Against the background of how the crypto-currency market “dipped” due to news from China, the authorities of this country decided to pour gasoline into the fire, saying that they plan to continue pressure on crypto-currency trading.

This time, their attention was attracted by online platforms, various applications for portable devices and even services similar to the stock exchange. This was reported today by the publication Bloomberg.

The Chinese authorities seriously intend to restrict access to foreign and local platforms for trading. However, it remains unknown how they are going to make the separation of such sites into permissible and prohibited.

In addition, there was a statement about the intention to conduct an active struggle against individual entrepreneurs who provide settlement and clearing services.
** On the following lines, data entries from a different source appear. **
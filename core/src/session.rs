use hashbrown::HashMap;

use crate::*;

/// Key-value byte storage supplied by the host.
pub trait BlobStore {
    fn get(&self, key: &str) -> Option<Vec<u8>>;
    fn set(&mut self, key: &str, value: Vec<u8>) -> Result<()>;
    fn remove(&mut self, key: &str);
}

#[derive(Clone, Debug, Default, PartialEq)]
pub struct MemoryStore {
    blobs: HashMap<String, Vec<u8>>,
}

impl MemoryStore {
    pub fn new() -> Self {
        Self::default()
    }

    pub fn len(&self) -> usize {
        self.blobs.len()
    }

    pub fn is_empty(&self) -> bool {
        self.blobs.is_empty()
    }
}

impl BlobStore for MemoryStore {
    fn get(&self, key: &str) -> Option<Vec<u8>> {
        self.blobs.get(key).cloned()
    }

    fn set(&mut self, key: &str, value: Vec<u8>) -> Result<()> {
        self.blobs.insert(key.to_string(), value);
        Ok(())
    }

    fn remove(&mut self, key: &str) {
        self.blobs.remove(key);
    }
}

pub trait StorageKey {
    const KEY: &'static str;
}

pub struct SavedRound;

impl StorageKey for SavedRound {
    const KEY: &'static str = "pairmatch:round";
}

pub struct BestScore;

impl StorageKey for BestScore {
    const KEY: &'static str = "pairmatch:best-score";
}

/// A controller bound to the store that keeps its saved round and best score.
#[derive(Clone, Debug)]
pub struct Session<S, L = GridSlots> {
    controller: RoundController<L>,
    store: S,
    best_score: CardCount,
}

impl<S: BlobStore, L: SlotProvider> Session<S, L> {
    pub fn new(controller: RoundController<L>, store: S) -> Self {
        let best_score = store
            .get(BestScore::KEY)
            .and_then(|bytes| serde_json::from_slice(&bytes).ok())
            .unwrap_or_default();
        Self {
            controller,
            store,
            best_score,
        }
    }

    /// Read-only; play goes through the session so best score and saves stay in step.
    pub fn controller(&self) -> &RoundController<L> {
        &self.controller
    }

    pub fn store(&self) -> &S {
        &self.store
    }

    pub fn best_score(&self) -> CardCount {
        self.best_score
    }

    pub fn start_round(&mut self, rows: Coord, columns: Coord) -> Result<()> {
        self.controller.start_round(rows, columns)
    }

    pub fn select_card(&mut self, index: CardIndex) -> Result<SelectOutcome> {
        let outcome = self.controller.select_card(index)?;
        self.sync();
        Ok(outcome)
    }

    pub fn tick(&mut self, elapsed: Seconds) -> TickOutcome {
        let outcome = self.controller.tick(elapsed);
        if outcome.has_update() {
            self.sync();
        }
        outcome
    }

    pub fn resolve_comparison(&mut self) -> ComparisonOutcome {
        let outcome = self.controller.resolve_comparison();
        if outcome.has_update() {
            self.sync();
        }
        outcome
    }

    /// Stores the live round. Returns `false` when there is nothing to keep, in which case any
    /// older save is dropped.
    pub fn save(&mut self) -> Result<bool> {
        let phase = self.controller.phase();
        if phase.is_idle() || phase.is_ended() {
            self.store.remove(SavedRound::KEY);
            return Ok(false);
        }
        let bytes = self.controller.save()?;
        self.store.set(SavedRound::KEY, bytes)?;
        Ok(true)
    }

    /// Resumes the stored round, if there is one.
    pub fn load(&mut self) -> Result<bool> {
        let Some(bytes) = self.store.get(SavedRound::KEY) else {
            return Ok(false);
        };
        self.controller.load(&bytes)?;
        Ok(true)
    }

    pub fn has_saved_round(&self) -> bool {
        self.store.get(SavedRound::KEY).is_some()
    }

    pub fn discard_saved_round(&mut self) {
        self.store.remove(SavedRound::KEY);
    }

    pub fn drain_events(&mut self) -> Vec<RoundEvent> {
        self.controller.drain_events()
    }

    fn sync(&mut self) {
        let score = self.controller.score();
        if score > self.best_score {
            self.best_score = score;
            match serde_json::to_vec(&score) {
                Ok(bytes) => {
                    if let Err(err) = self.store.set(BestScore::KEY, bytes) {
                        log::error!("failed to store best score: {err}");
                    }
                }
                Err(err) => log::error!("failed to encode best score: {err}"),
            }
        }
        if self.controller.phase().is_ended() {
            self.store.remove(SavedRound::KEY);
        }
    }
}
The only positive “news” was the message that P2P-transactions of small volume do not fall under the ban.

Under the pressure of the powerful, China began to leave the mining companies and large players of the crypto-currency market.

In the meantime, the ban on ICO in China has led to an increase in the number of suspicious crypto-currency projects. Over the past year, law enforcement agencies have been found more than 107 fraudulent altcoins, the so-called “scams”. On this list were Onecoin, Five Elements Coin, Ticcoin and many other coins that turned out to be banal financial pyramids.